Sunday, November 13, 2022

18th-Century's Changing Times

Montesquieu, My Thoughts (Mes Pensées), §761, tr. Henry C. Clark:

That spirit of glory and valor is being lost little by little among us. Philosophy has gained ground. The former ideas of heroism and the chivalric romances have been lost. Civil offices are filled by men who have wealth, and military offices are discredited by men who have nothing. In short, it is almost everywhere a matter of indifference for one’s fortunes to belong to one master or another, whereas in the past a defeat or your city’s capture was linked to destruction—it was a question of being sold into slavery, of losing one’s city, one’s gods, one’s wife, and one’s children.

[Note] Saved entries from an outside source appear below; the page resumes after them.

use crate::cells::{offset_coordinate, Cartesian2DCoordinate, CompassPrimary};
use crate::exits::Exits;
use crate::units::{Height, NodesCount, Width};
use crate::utils::{fnv_hashmap, FnvHashMap};

use rand::{Rng, XorShiftRng};
use std::fmt;

/// A rectangular dungeon grid. The dimensions are fixed at construction time.
///
/// Every cell that has been incorporated into the dungeon maps to an exit
/// bitmask (`Exits`). During generation cells missing from the map are the
/// unvisited ones; once generation completes every cell is present. A cell
/// whose mask is empty is open floor space with no room on it, which is how
/// sparsification leaves pruned dead ends.
#[derive(Debug, Clone, PartialEq, Eq)]
pub struct Dungeon {
    width: Width,
    height: Height,
    rooms: FnvHashMap<Cartesian2DCoordinate, Exits>,
}

#[derive(Eq, PartialEq, Copy, Clone, Debug)]
pub enum DungeonCreationError {
    InvalidDimensions,
}

impl Dungeon {
    /// Create an empty dungeon. Fails before any state is built if either
    /// dimension is zero, there would be no cell to start generating from.
    pub fn new(width: Width, height: Height) -> Result<Dungeon, DungeonCreationError> {
        if width.0 == 0 || height.0 == 0 {
            return Err(DungeonCreationError::InvalidDimensions);
        }

        Ok(Dungeon {
            width,
            height,
            rooms: fnv_hashmap(width.0 * height.0),
        })
    }

    #[inline]
    pub fn width(&self) -> Width {
        self.width
    }

    #[inline]
    pub fn height(&self) -> Height {
        self.height
    }

    #[inline]
    pub fn size(&self) -> NodesCount {
        NodesCount(self.width.0 * self.height.0)
    }

    /// The number of cells incorporated into the dungeon so far.
    #[inline]
    pub fn rooms_count(&self) -> usize {
        self.rooms.len()
    }

    #[inline]
    pub fn is_valid_coordinate(&self, coord: Cartesian2DCoordinate) -> bool {
        (coord.x as usize) < self.width.0 && (coord.y as usize) < self.height.0
    }

    pub fn neighbour_at_direction(&self,
                                  coord: Cartesian2DCoordinate,
                                  direction: CompassPrimary)
                                  -> Option<Cartesian2DCoordinate> {
        offset_coordinate(coord, direction)
            .and_then(|neighbour_coord| if self.is_valid_coordinate(neighbour_coord) {
                Some(neighbour_coord)
            } else {
                None
            })
    }

    pub fn random_cell(&self, rng: &mut XorShiftRng) -> Cartesian2DCoordinate {
        let index = rng.gen::<usize>() % self.size().0;
        self.index_to_coordinate(index)
    }

    /// The exit mask of a cell, None if the coordinate is out of bounds or the
    /// cell has not been incorporated into the dungeon yet.
    pub fn exits(&self, coord: Cartesian2DCoordinate) -> Option<Exits> {
        self.rooms.get(&coord).cloned()
    }

    pub fn is_room(&self, coord: Cartesian2DCoordinate) -> bool {
        self.rooms.contains_key(&coord)
    }

    /// Incorporate a cell with no exits carved yet. Used for the cell a
    /// generator walk starts from.
    pub fn place_room(&mut self, coord: Cartesian2DCoordinate) {
        if self.is_valid_coordinate(coord) {
            self.rooms.entry(coord).or_insert_with(Exits::none);
        }
    }

    /// Carve a corridor from a cell to its neighbour in the given direction,
    /// setting the exit bit on both sides so the masks stay mirrored. Both
    /// cells are incorporated into the dungeon if they were not already.
    ///
    /// Returns the neighbouring coordinate, None if it is out of bounds.
    pub fn carve(&mut self,
                 from: Cartesian2DCoordinate,
                 direction: CompassPrimary)
                 -> Option<Cartesian2DCoordinate> {
        if !self.is_valid_coordinate(from) {
            return None;
        }
        let to = self.neighbour_at_direction(from, direction)?;

        self.rooms.entry(from).or_insert_with(Exits::none).insert(direction);
        self.rooms.entry(to).or_insert_with(Exits::none).insert(direction.reverse());
        Some(to)
    }

    /// Remove the corridor leaving a cell in the given direction, clearing the
    /// exit bit on this cell and the mirrored bit on the neighbour. Clearing
    /// bits that are not set does nothing, so erasing is idempotent.
    ///
    /// Returns true if this cell actually had that exit.
    pub fn erase(&mut self, from: Cartesian2DCoordinate, direction: CompassPrimary) -> bool {
        let to = match self.neighbour_at_direction(from, direction) {
            Some(neighbour_coord) => neighbour_coord,
            None => return false,
        };

        let mut had_exit = false;
        if let Some(exits) = self.rooms.get_mut(&from) {
            had_exit = exits.contains(direction);
            exits.remove(direction);
        }
        if let Some(exits) = self.rooms.get_mut(&to) {
            exits.remove(direction.reverse());
        }

        had_exit
    }

    /// Do all carved exits point at in-bounds neighbours carrying the mirrored
    /// exit bit back toward us?
    pub fn exits_mirrored(&self) -> bool {
        self.iter().all(|coord| {
            let exits = match self.exits(coord) {
                Some(exits) => exits,
                None => return true,
            };
            exits.directions().iter().all(|&dir| {
                self.neighbour_at_direction(coord, dir)
                    .and_then(|neighbour_coord| self.exits(neighbour_coord))
                    .map_or(false, |neighbour_exits| neighbour_exits.contains(dir.reverse()))
            })
        })
    }

    /// Convert a grid coordinate to a one dimensional index in the range
    /// 0...dungeon.size(). Returns None if the coordinate is out of bounds.
    #[inline]
    pub fn grid_coordinate_to_index(&self, coord: Cartesian2DCoordinate) -> Option<usize> {
        if self.is_valid_coordinate(coord) {
            Some(coord.y as usize * self.width.0 + coord.x as usize)
        } else {
            None
        }
    }

    fn index_to_coordinate(&self, one_dimensional_index: usize) -> Cartesian2DCoordinate {
        let y = one_dimensional_index / self.width.0;
        let x = one_dimensional_index - (y * self.width.0);
        Cartesian2DCoordinate::new(x as u32, y as u32)
    }

    /// Row major iteration over every cell coordinate of the grid, visited or not.
    pub fn iter(&self) -> CellIter {
        CellIter {
            current_cell_number: 0,
            row_width: self.width.0,
            cells_count: self.size().0,
        }
    }
}

impl fmt::Display for Dungeon {
    /// Text rendering of the room map.
    ///
    /// `o` is a room (any cell with a non empty exit mask), `-` a horizontal
    /// corridor and `|` a vertical one. Corridors are only drawn once, from
    /// the east/south side, the mirrored bit on the neighbour covers the rest.
    fn fmt(&self, f: &mut fmt::Formatter) -> fmt::Result {
        let mut output = String::new();

        for y in 0..self.height.0 {
            let mut room_line = String::with_capacity(2 * self.width.0);
            let mut corridor_line = String::with_capacity(2 * self.width.0);

            for x in 0..self.width.0 {
                let coord = Cartesian2DCoordinate::new(x as u32, y as u32);
                let exits = self.exits(coord).unwrap_or_else(Exits::none);

                room_line.push(if exits.is_empty() { ' ' } else { 'o' });
                room_line.push(if exits.contains(CompassPrimary::East) { '-' } else { ' ' });
                corridor_line.push(if exits.contains(CompassPrimary::South) { '|' } else { ' ' });
                corridor_line.push(' ');
            }

            output.push_str(room_line.trim_end());
            output.push('\n');
            if y + 1 < self.height.0 {
                output.push_str(corridor_line.trim_end());
                output.push('\n');
            }
        }

        write!(f, "{}", output)
    }
}

#[derive(Debug, Copy, Clone)]
pub struct CellIter {
    current_cell_number: usize,
    row_width: usize,
    cells_count: usize,
}

impl Iterator for CellIter {
    type Item = Cartesian2DCoordinate;
    fn next(&mut self) -> Option<Self::Item> {
        if self.current_cell_number < self.cells_count {
            let y = self.current_cell_number / self.row_width;
            let x = self.current_cell_number - (y * self.row_width);
            self.current_cell_number += 1;
            Some(Cartesian2DCoordinate::new(x as u32, y as u32))
        } else {
            None
        }
    }

    fn size_hint(&self) -> (usize, Option<usize>) {
        let lower_bound = self.cells_count - self.current_cell_number;
        (lower_bound, Some(lower_bound))
    }
}

#[cfg(test)]
mod tests {

    use super::*;
    use crate::units::{Height, Width};
    use rand::SeedableRng;
    use std::u32;

    fn dungeon(w: usize, h: usize) -> Dungeon {
        Dungeon::new(Width(w), Height(h)).expect("valid dimensions")
    }

    fn gc(x: u32, y: u32) -> Cartesian2DCoordinate {
        Cartesian2DCoordinate::new(x, y)
    }

    #[test]
    fn zero_dimensions_are_rejected() {
        assert_eq!(Dungeon::new(Width(0), Height(5)).unwrap_err(),
                   DungeonCreationError::InvalidDimensions);
        assert_eq!(Dungeon::new(Width(5), Height(0)).unwrap_err(),
                   DungeonCreationError::InvalidDimensions);
        assert_eq!(Dungeon::new(Width(0), Height(0)).unwrap_err(),
                   DungeonCreationError::InvalidDimensions);
        assert!(Dungeon::new(Width(1), Height(1)).is_ok());
    }

    #[test]
    fn new_dungeon_is_empty() {
        let d = dungeon(4, 3);
        assert_eq!(d.size(), NodesCount(12));
        assert_eq!(d.rooms_count(), 0);
        assert!(d.iter().all(|coord| d.exits(coord).is_none()));
    }

    #[test]
    fn coordinate_validity() {
        let d = dungeon(3, 2);
        assert!(d.is_valid_coordinate(gc(0, 0)));
        assert!(d.is_valid_coordinate(gc(2, 1)));
        assert!(!d.is_valid_coordinate(gc(3, 0)));
        assert!(!d.is_valid_coordinate(gc(0, 2)));
        assert!(!d.is_valid_coordinate(gc(u32::MAX, u32::MAX)));
    }

    #[test]
    fn neighbours_respect_grid_bounds() {
        let d = dungeon(2, 2);
        assert_eq!(d.neighbour_at_direction(gc(0, 0), CompassPrimary::North), None);
        assert_eq!(d.neighbour_at_direction(gc(0, 0), CompassPrimary::West), None);
        assert_eq!(d.neighbour_at_direction(gc(0, 0), CompassPrimary::South), Some(gc(0, 1)));
        assert_eq!(d.neighbour_at_direction(gc(0, 0), CompassPrimary::East), Some(gc(1, 0)));

        assert_eq!(d.neighbour_at_direction(gc(1, 1), CompassPrimary::South), None);
        assert_eq!(d.neighbour_at_direction(gc(1, 1), CompassPrimary::East), None);
        assert_eq!(d.neighbour_at_direction(gc(1, 1), CompassPrimary::North), Some(gc(1, 0)));
        assert_eq!(d.neighbour_at_direction(gc(1, 1), CompassPrimary::West), Some(gc(0, 1)));
    }

    #[test]
    fn carving_mirrors_the_exit_bits() {
        let mut d = dungeon(3, 3);
        let carved = d.carve(gc(1, 1), CompassPrimary::East);
        assert_eq!(carved, Some(gc(2, 1)));

        assert!(d.exits(gc(1, 1)).unwrap().contains(CompassPrimary::East));
        assert!(d.exits(gc(2, 1)).unwrap().contains(CompassPrimary::West));
        assert_eq!(d.rooms_count(), 2);
        assert!(d.exits_mirrored());
    }

    #[test]
    fn carving_out_of_bounds_is_rejected() {
        let mut d = dungeon(2, 1);
        assert_eq!(d.carve(gc(1, 0), CompassPrimary::East), None);
        assert_eq!(d.carve(gc(0, 0), CompassPrimary::North), None);
        assert_eq!(d.carve(gc(5, 5), CompassPrimary::West), None);
        assert_eq!(d.rooms_count(), 0);
    }

    #[test]
    fn erasing_clears_both_sides() {
        let mut d = dungeon(2, 1);
        d.carve(gc(0, 0), CompassPrimary::East);

        assert!(d.erase(gc(0, 0), CompassPrimary::East));
        assert!(d.exits(gc(0, 0)).unwrap().is_empty());
        assert!(d.exits(gc(1, 0)).unwrap().is_empty());
        assert!(d.exits_mirrored());

        // already erased, nothing left to clear
        assert!(!d.erase(gc(0, 0), CompassPrimary::East));
        assert!(d.exits(gc(0, 0)).unwrap().is_empty());
    }

    #[test]
    fn random_cell_is_always_in_bounds() {
        let d = dungeon(4, 7);
        let mut rng = XorShiftRng::from_seed([7, 11, 13, 17]);
        for _ in 0..1000 {
            let coord = d.random_cell(&mut rng);
            assert!(d.is_valid_coordinate(coord));
        }
    }

    #[test]
    fn cell_iter_is_row_major() {
        let d = dungeon(2, 2);
        assert_eq!(d.iter().collect::<Vec<Cartesian2DCoordinate>>(),
                   &[gc(0, 0), gc(1, 0), gc(0, 1), gc(1, 1)]);
        assert_eq!(d.iter().size_hint(), (4, Some(4)));
    }

    #[test]
    fn grid_coordinate_as_index() {
        let d = dungeon(3, 3);
        let indices: Vec<Option<usize>> = d.iter()
            .map(|coord| d.grid_coordinate_to_index(coord))
            .collect();
        let expected = (0..9).map(Some).collect::<Vec<Option<usize>>>();
        assert_eq!(indices, expected);

        assert_eq!(d.grid_coordinate_to_index(gc(3, 2)), None);
        assert_eq!(d.grid_coordinate_to_index(gc(2, 3)), None);
    }

    #[test]
    fn display_draws_rooms_and_corridors() {
        let mut d = dungeon(2, 2);
        d.carve(gc(0, 0), CompassPrimary::East);
        d.carve(gc(1, 0), CompassPrimary::South);
        d.carve(gc(1, 1), CompassPrimary::West);

        let rendered = format!("{}", d);
        assert_eq!(rendered, "o-o\n  |\no-o\n");
    }

    #[test]
    fn display_skips_sealed_cells() {
        let mut d = dungeon(2, 1);
        d.carve(gc(0, 0), CompassPrimary::East);
        d.erase(gc(0, 0), CompassPrimary::East);

        // both masks are empty so neither cell renders as a room
        assert_eq!(format!("{}", d), "\n");
    }

    #[test]
    fn weak_rng_smoke() {
        let d = dungeon(5, 5);
        let mut rng = rand::weak_rng();
        assert!(d.is_valid_coordinate(d.random_cell(&mut rng)));
    }
}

The establishment of commerce in public funds; the immense gifts of princes, which enable an enormous number of people to live in idleness and obtain esteem by their very idleness, that is, by their charm; indifference toward the afterlife, which entails flabbiness in this life, and makes us unfeeling and incapable of anything that takes effort; fewer occasions to distinguish ourselves; a certain methodical way of taking cities and engaging in battle—being merely a question of making a breach and surrendering once it is made; all of war consisting more in the technique than in the personal qualities of those who fight it—at each siege, the number of soldiers to be sacrificed is known in advance; the nobility no longer fight as a corps.